For alternative capital advisors, it is absolutely essential to deliver on all the three key demands presented above, as well as ensuring that we or, more specifically, our clients are not going to waste time. Therefore, we need to know from the very start that the client is serious about entering the process and seeing a deal through to a successful conclusion. We will invest time and resources in preparing the client for the process by producing the initial funding submission, in a way that we know the funder will respond to. We will begin this process unless we believe we will find a home for the project. After this initial stage, without exception, the funders want to see that the client has totally engaged in the process through an Engagement Agreement and fee with us. Once we can demonstrate that commitment, the process moves forward to preliminary term sheet. Private funds operate on completely different economics to traditional banking sources, whose systems and back office overhead was absorbed in the cost of loans. This is not the case with alternative funders. Very often the legal, accounting, due diligence and other transaction costs are outsourced, and they have to be paid for. The costs vary, sometimes including an element of the perceived risk or the setting up of a particular financial instrument (as in structured debt deals) but, usually, you can estimate the cost to be 1% or less of the funded amount. It depends on debt type, value, market and, of course, funder. Also, at this early stage of the market's development, some projects came to a halt because applicants, who said they could produce transaction escrow funds, actually could not. Today it is a standard part of our procedure, as demanded by a growing number of alternative funding providers that, where transaction fees will be required, we submit a 'Proof of Escrow Funds' letter from the client's bank, accountant or lawyer. Many funders will not move without sight of it.
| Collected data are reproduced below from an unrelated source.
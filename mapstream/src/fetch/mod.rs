//! Stream fetching abstraction.
//!
//! The download worker speaks to a [`TileFetcher`], not to HTTP directly.
//! This allows dependency injection and easier testing by enabling scripted
//! fetchers in tests; the production implementation is [`HttpFetcher`].

mod http;

pub use http::HttpFetcher;

use bytes::Bytes;
use thiserror::Error;

use crate::cache::DatasetKind;
use crate::coord::TileKey;

/// Errors a fetch can produce. The two variants drive different retry
/// behavior in the scheduler: transient failures retry after the reset
/// window, missing streams stay failed until the record ages out.
#[derive(Debug, Clone, Error)]
pub enum FetchError {
    /// The server has no stream for this tile. Any non-success status maps
    /// here; tile servers answer 404 for ocean tiles as a matter of course.
    #[error("stream not found")]
    NotFound,

    /// Connection, timeout or transport failure; worth retrying.
    #[error("transient fetch failure: {0}")]
    Transient(String),
}

/// One fetch request: a tile, the dataset wanted, and optionally a byte
/// range for ranged tier fetches.
#[derive(Debug, Clone, PartialEq, Eq)]
pub struct FetchRequest {
    pub key: TileKey,
    pub dataset: DatasetKind,
    /// Half-open byte range `[start, end)` into the stream body.
    pub byte_range: Option<(u64, u64)>,
}

impl FetchRequest {
    /// Request for a whole stream.
    pub fn whole(key: TileKey, dataset: DatasetKind) -> Self {
        Self {
            key,
            dataset,
            byte_range: None,
        }
    }

    /// Request for a byte range of the stream.
    pub fn ranged(key: TileKey, dataset: DatasetKind, start: u64, end: u64) -> Self {
        Self {
            key,
            dataset,
            byte_range: Some((start, end)),
        }
    }
}

/// Trait for stream retrieval.
pub trait TileFetcher: Send + Sync {
    /// Fetches the bytes for one request.
    fn fetch(&self, request: &FetchRequest) -> Result<Bytes, FetchError>;
}

#[cfg(test)]
pub mod tests {
    use super::*;

    /// Mock fetcher returning a fixed response.
    pub struct MockFetcher {
        pub response: Result<Bytes, FetchError>,
    }

    impl TileFetcher for MockFetcher {
        fn fetch(&self, _request: &FetchRequest) -> Result<Bytes, FetchError> {
            self.response.clone()
        }
    }

    #[test]
    fn test_mock_fetcher_success() {
        let mock = MockFetcher {
            response: Ok(Bytes::from_static(&[1, 2, 3, 4])),
        };
        let request = FetchRequest::whole(TileKey::new(0, 0, 0), DatasetKind::Imagery);
        assert_eq!(mock.fetch(&request).unwrap(), Bytes::from_static(&[1, 2, 3, 4]));
    }

    #[test]
    fn test_mock_fetcher_not_found() {
        let mock = MockFetcher {
            response: Err(FetchError::NotFound),
        };
        let request = FetchRequest::whole(TileKey::new(0, 0, 0), DatasetKind::ElevationGrid);
        assert!(matches!(mock.fetch(&request), Err(FetchError::NotFound)));
    }
}
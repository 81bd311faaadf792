//! Bit-level I/O with 0xFF bit-unstuffing.
//!
//! Tier headers and code-block segments are bit-packed. To keep marker-like
//! byte values out of the payload, a byte following an 0xFF carries only
//! seven bits, its most significant bit forced to zero. The reader undoes
//! the stuffing; the writer applies it.

use super::CodecError;

/// Bit reader over a byte slice, applying bit-unstuffing.
pub struct BitReader<'a> {
    data: &'a [u8],
    pos: usize,
    /// Current byte being consumed.
    bbuf: u32,
    /// Bits remaining in `bbuf`.
    bpos: u32,
    /// Byte pre-read after an 0xFF (stuffed, 7 significant bits).
    nextbbuf: u32,
}

impl<'a> BitReader<'a> {
    /// Creates a reader positioned at the start of `data`.
    pub fn new(data: &'a [u8]) -> Self {
        Self {
            data,
            pos: 0,
            bbuf: 0,
            bpos: 0,
            nextbbuf: 0,
        }
    }

    fn next_byte(&mut self) -> Result<u32, CodecError> {
        let b = *self.data.get(self.pos).ok_or(CodecError::Truncated)?;
        self.pos += 1;
        Ok(b as u32)
    }

    /// Loads the next byte into the bit buffer, honoring stuffing.
    fn refill(&mut self) -> Result<(), CodecError> {
        if self.bbuf != 0xFF {
            self.bbuf = self.next_byte()?;
            self.bpos = 8;
            if self.bbuf == 0xFF {
                // The byte after a 0xFF is stuffed and holds 7 bits.
                self.nextbbuf = self.next_byte()?;
            }
        } else {
            self.bbuf = self.nextbbuf;
            self.bpos = 7;
        }
        Ok(())
    }

    /// Reads a single bit.
    pub fn read_bit(&mut self) -> Result<u32, CodecError> {
        if self.bpos == 0 {
            self.refill()?;
        }
        self.bpos -= 1;
        Ok((self.bbuf >> self.bpos) & 0x01)
    }

    /// Reads `n` bits (at most 32), most significant first.
    pub fn read_bits(&mut self, n: u32) -> Result<u32, CodecError> {
        debug_assert!(n <= 32);
        let mut bits = 0u32;
        for _ in 0..n {
            bits = (bits << 1) | self.read_bit()?;
        }
        Ok(bits)
    }
}

/// Bit writer producing the stuffing the reader expects.
#[derive(Default)]
pub struct BitWriter {
    out: Vec<u8>,
    /// Bits accumulated for the byte under construction.
    acc: u32,
    /// Number of bits the current byte still accepts (7 after an 0xFF).
    room: u32,
}

impl BitWriter {
    /// Creates an empty writer.
    pub fn new() -> Self {
        Self {
            out: Vec::new(),
            acc: 0,
            room: 8,
        }
    }

    fn close_byte(&mut self) {
        self.out.push(self.acc as u8);
        let stuffed = self.acc == 0xFF;
        self.acc = 0;
        self.room = if stuffed { 7 } else { 8 };
    }

    /// Writes a single bit.
    pub fn write_bit(&mut self, bit: u32) {
        self.acc = (self.acc << 1) | (bit & 0x01);
        self.room -= 1;
        if self.room == 0 {
            self.close_byte();
        }
    }

    /// Writes the low `n` bits of `value`, most significant first.
    pub fn write_bits(&mut self, value: u32, n: u32) {
        debug_assert!(n <= 32);
        for i in (0..n).rev() {
            self.write_bit((value >> i) & 0x01);
        }
    }

    /// Pads the current byte with zero bits and returns the output.
    pub fn finish(mut self) -> Vec<u8> {
        if self.room < 8 {
            self.acc <<= self.room;
            self.room = 0;
            self.close_byte();
        }
        self.out
    }
}
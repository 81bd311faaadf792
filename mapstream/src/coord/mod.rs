//! Tile identity and layer geometry.
//!
//! Tiles are addressed by integer map units: the globe spans
//! `[-MAX_LONGITUDE, MAX_LONGITUDE]` east-west and
//! `[-MAX_LATITUDE, MAX_LATITUDE]` north-south. A [`TileKey`] names one tile
//! by its layer index and the map-unit coordinates of its upper-left corner.
//!
//! Distances are measured between a viewpoint and a tile center, taking the
//! shorter way around the antimeridian so that tiles straddling the date
//! line are not penalized.

mod types;

pub use types::{CoordError, LayerGeometry, LayerSet, TileKey};

/// Eastern/western extent of the globe in map units (degrees x 1e5).
pub const MAX_LONGITUDE: i32 = 18_000_000;

/// Northern/southern extent of the globe in map units.
pub const MAX_LATITUDE: i32 = 9_000_000;

/// Returns the center of a tile in map units.
///
/// The key holds the upper-left corner; latitude grows northward, so the
/// center sits half a tile east and half a tile south of the origin.
#[inline]
pub fn tile_center(key: TileKey, layer: &LayerGeometry) -> (f64, f64) {
    let half = layer.tile_size as f64 / 2.0;
    (key.lon as f64 + half, key.lat as f64 - half)
}

/// Squared 2D distance between two points, ignoring wrap-around.
#[inline]
fn distance_sq(ax: f64, ay: f64, bx: f64, by: f64) -> f64 {
    let dx = ax - bx;
    let dy = ay - by;
    dx * dx + dy * dy
}

/// Distance from a viewpoint to a point, wrapping across the antimeridian.
///
/// Both the direct distance and the distance the other way around the globe
/// are computed; the smaller wins.
pub fn wrapped_distance(vx: f64, vy: f64, px: f64, py: f64) -> f64 {
    let direct = distance_sq(vx, vy, px, py);

    let span = 2.0 * MAX_LONGITUDE as f64;
    let wrapped_px = if vx < px { px - span } else { px + span };
    let wrapped = distance_sq(vx, vy, wrapped_px, py);

    direct.min(wrapped).sqrt()
}

/// Distance from a viewpoint to a tile's center.
#[inline]
pub fn distance_to_tile(vx: f64, vy: f64, key: TileKey, layer: &LayerGeometry) -> f64 {
    let (cx, cy) = tile_center(key, layer);
    wrapped_distance(vx, vy, cx, cy)
}

#[cfg(test)]
mod tests {
    use super::*;

    fn layer(tile_size: i32) -> LayerGeometry {
        LayerGeometry {
            tile_size,
            has_elevation: true,
        }
    }

    #[test]
    fn test_tile_center_offsets_from_origin() {
        let key = TileKey::new(0, 100_000, 50_000);
        let (cx, cy) = tile_center(key, &layer(10_000));
        assert_eq!(cx, 105_000.0);
        assert_eq!(cy, 45_000.0);
    }

    #[test]
    fn test_direct_distance_when_no_wrap_helps() {
        let d = wrapped_distance(0.0, 0.0, 30_000.0, 40_000.0);
        assert_eq!(d, 50_000.0);
    }

    #[test]
    fn test_wrap_across_antimeridian_is_shorter() {
        // Viewpoint near the eastern edge, tile near the western edge.
        let vx = MAX_LONGITUDE as f64 - 10_000.0;
        let px = -(MAX_LONGITUDE as f64) + 10_000.0;
        let d = wrapped_distance(vx, 0.0, px, 0.0);
        assert_eq!(d, 20_000.0);
    }

    #[test]
    fn test_wrap_is_symmetric() {
        let vx = -(MAX_LONGITUDE as f64) + 5_000.0;
        let px = MAX_LONGITUDE as f64 - 5_000.0;
        let d = wrapped_distance(vx, 0.0, px, 0.0);
        assert_eq!(d, 10_000.0);
    }

    #[test]
    fn test_distance_to_tile_uses_center() {
        let key = TileKey::new(2, 100_000, 50_000);
        let d = distance_to_tile(105_000.0, 45_000.0, key, &layer(10_000));
        assert_eq!(d, 0.0);
    }
}
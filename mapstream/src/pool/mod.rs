//! Fixed-capacity pixel buffer pool.
//!
//! Decoded imagery lives in preallocated per-tier buffers; the pool never
//! allocates after construction. A [`PoolSlot`] owns its buffer while in
//! use and hands it back to the free list when dropped, so free + in-use
//! always equals the configured capacity at every tier.
//!
//! Pool exhaustion is not an error condition for the pipeline: it is the
//! signal for the eviction manager (see [`evict`]) to reclaim a slot from
//! the least interesting holder.

mod evict;

pub use evict::evict_holder;

use std::sync::Arc;

use parking_lot::Mutex;
use thiserror::Error;

/// All slots at the requested tier are in use.
#[derive(Debug, Clone, Copy, PartialEq, Eq, Error)]
#[error("no free buffer slot at tier {tier}")]
pub struct PoolExhausted {
    pub tier: u32,
}

struct PoolShared {
    /// Free list per tier.
    tiers: Vec<Mutex<Vec<Vec<u8>>>>,
    slots_per_tier: usize,
}

/// Per-tier pool of fixed pixel buffers.
#[derive(Clone)]
pub struct BufferPool {
    shared: Arc<PoolShared>,
}

impl BufferPool {
    /// Preallocates `slots_per_tier` buffers for each of `tiers` tiers.
    ///
    /// Tier `tiers - 1` holds full `tile_pixels` x `tile_pixels` tiles;
    /// each coarser tier halves the edge length. Buffers are sized for
    /// three interleaved components.
    pub fn new(tile_pixels: u16, tiers: u8, slots_per_tier: usize) -> Self {
        let tiers_vec = (0..tiers)
            .map(|t| {
                let edge = (tile_pixels as usize) >> (tiers - 1 - t);
                let size = edge.max(1) * edge.max(1) * 3;
                let free = (0..slots_per_tier).map(|_| vec![0u8; size]).collect();
                Mutex::new(free)
            })
            .collect();
        Self {
            shared: Arc::new(PoolShared {
                tiers: tiers_vec,
                slots_per_tier,
            }),
        }
    }

    /// Takes a free slot at `tier`, or reports exhaustion.
    pub fn acquire(&self, tier: u32) -> Result<PoolSlot, PoolExhausted> {
        let free = self
            .shared
            .tiers
            .get(tier as usize)
            .ok_or(PoolExhausted { tier })?;
        let buf = free.lock().pop().ok_or(PoolExhausted { tier })?;
        Ok(PoolSlot {
            tier,
            buf: Some(buf),
            shared: Arc::clone(&self.shared),
        })
    }

    /// Returns a slot to its free list. Dropping the slot does the same;
    /// this form exists for call sites that want the handoff explicit.
    pub fn release(&self, slot: PoolSlot) {
        drop(slot);
    }

    /// Free slots currently available at `tier`.
    pub fn free_count(&self, tier: u32) -> usize {
        self.shared
            .tiers
            .get(tier as usize)
            .map_or(0, |f| f.lock().len())
    }

    /// Configured capacity of every tier.
    pub fn slots_per_tier(&self) -> usize {
        self.shared.slots_per_tier
    }

    /// Number of tiers the pool provisions.
    pub fn tier_count(&self) -> usize {
        self.shared.tiers.len()
    }
}

/// An owned pixel buffer checked out of the pool.
pub struct PoolSlot {
    tier: u32,
    /// `Some` until the slot is dropped.
    buf: Option<Vec<u8>>,
    shared: Arc<PoolShared>,
}

impl PoolSlot {
    /// The tier this slot belongs to.
    pub fn tier(&self) -> u32 {
        self.tier
    }

    /// The pixel bytes.
    pub fn pixels(&self) -> &[u8] {
        self.buf.as_deref().unwrap_or(&[])
    }

    /// Mutable pixel bytes.
    pub fn pixels_mut(&mut self) -> &mut [u8] {
        self.buf.as_deref_mut().unwrap_or(&mut [])
    }
}

impl Drop for PoolSlot {
    fn drop(&mut self) {
        if let Some(buf) = self.buf.take() {
            if let Some(free) = self.shared.tiers.get(self.tier as usize) {
                free.lock().push(buf);
            }
        }
    }
}

impl std::fmt::Debug for PoolSlot {
    fn fmt(&self, f: &mut std::fmt::Formatter<'_>) -> std::fmt::Result {
        f.debug_struct("PoolSlot")
            .field("tier", &self.tier)
            .field("len", &self.pixels().len())
            .finish()
    }
}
Commitment, Costs and Care
Because there fees involved we sometimes find ourselves being associated with the dreaded 'advance fee scam'. We do not waste time arguing about it. It is simply the economics of the new alternative capital market. There is one very simple way to recognize this scam. If the transaction escrow fee is paid to an agent, broker or any other form of intermediary, the chances are that you are about to be scammed. If it is paid direct to the funder's escrow agent, the chances are that you are safe. It is worth mentioning that every commercial bank, investment bank and institutional lender in the U.S. requires some form of deposits or fees for commercial loans. Even the World Bank, Export Import Bank requires such expenses and fees for all transactions. This is the lenders requirement and not in the control of deal flow advisors. The requirement is to ensure that the borrower is committed to the transaction and will act in good faith to conclude it. Keep in mind also that many funders will insist on using their own appointed escrow agent and, if you insist on using your own lawyer or accountant, they will probably decline your funding request. Most funders have developed their own unique instruments and structures and they prefer to work with escrow agents who understand and have experience with their process. The nominal engagement fees not be incurred until we can actually tell you that there is firm interest in your proposition from a investor. These engagement fees are charged to cover basic costs involved in identifying the investor and progressing the deal to hopefully, a successful conclusion. However, in the event that the deal fails for some reason that we were not made aware of at the start, those basic costs have to be covered. If someone sets out to raise $10 million to many billions of dollars and does not want to commit to a nominal engagement fee or the funder's transaction fees as a contribution to the essential work involved, can they really be taken seriously?

No doubt the alternative capital market will evolve further and there will be more changes. It is very likely that within a decade, what is now 'Alternative' will become the traditional capital markets, and hopefully, through this Alternative Capital market, those 10 million HNWI's in the Cap Gemini/Merrill Lynch report will build continue to risk and create wealth in the decades ahead.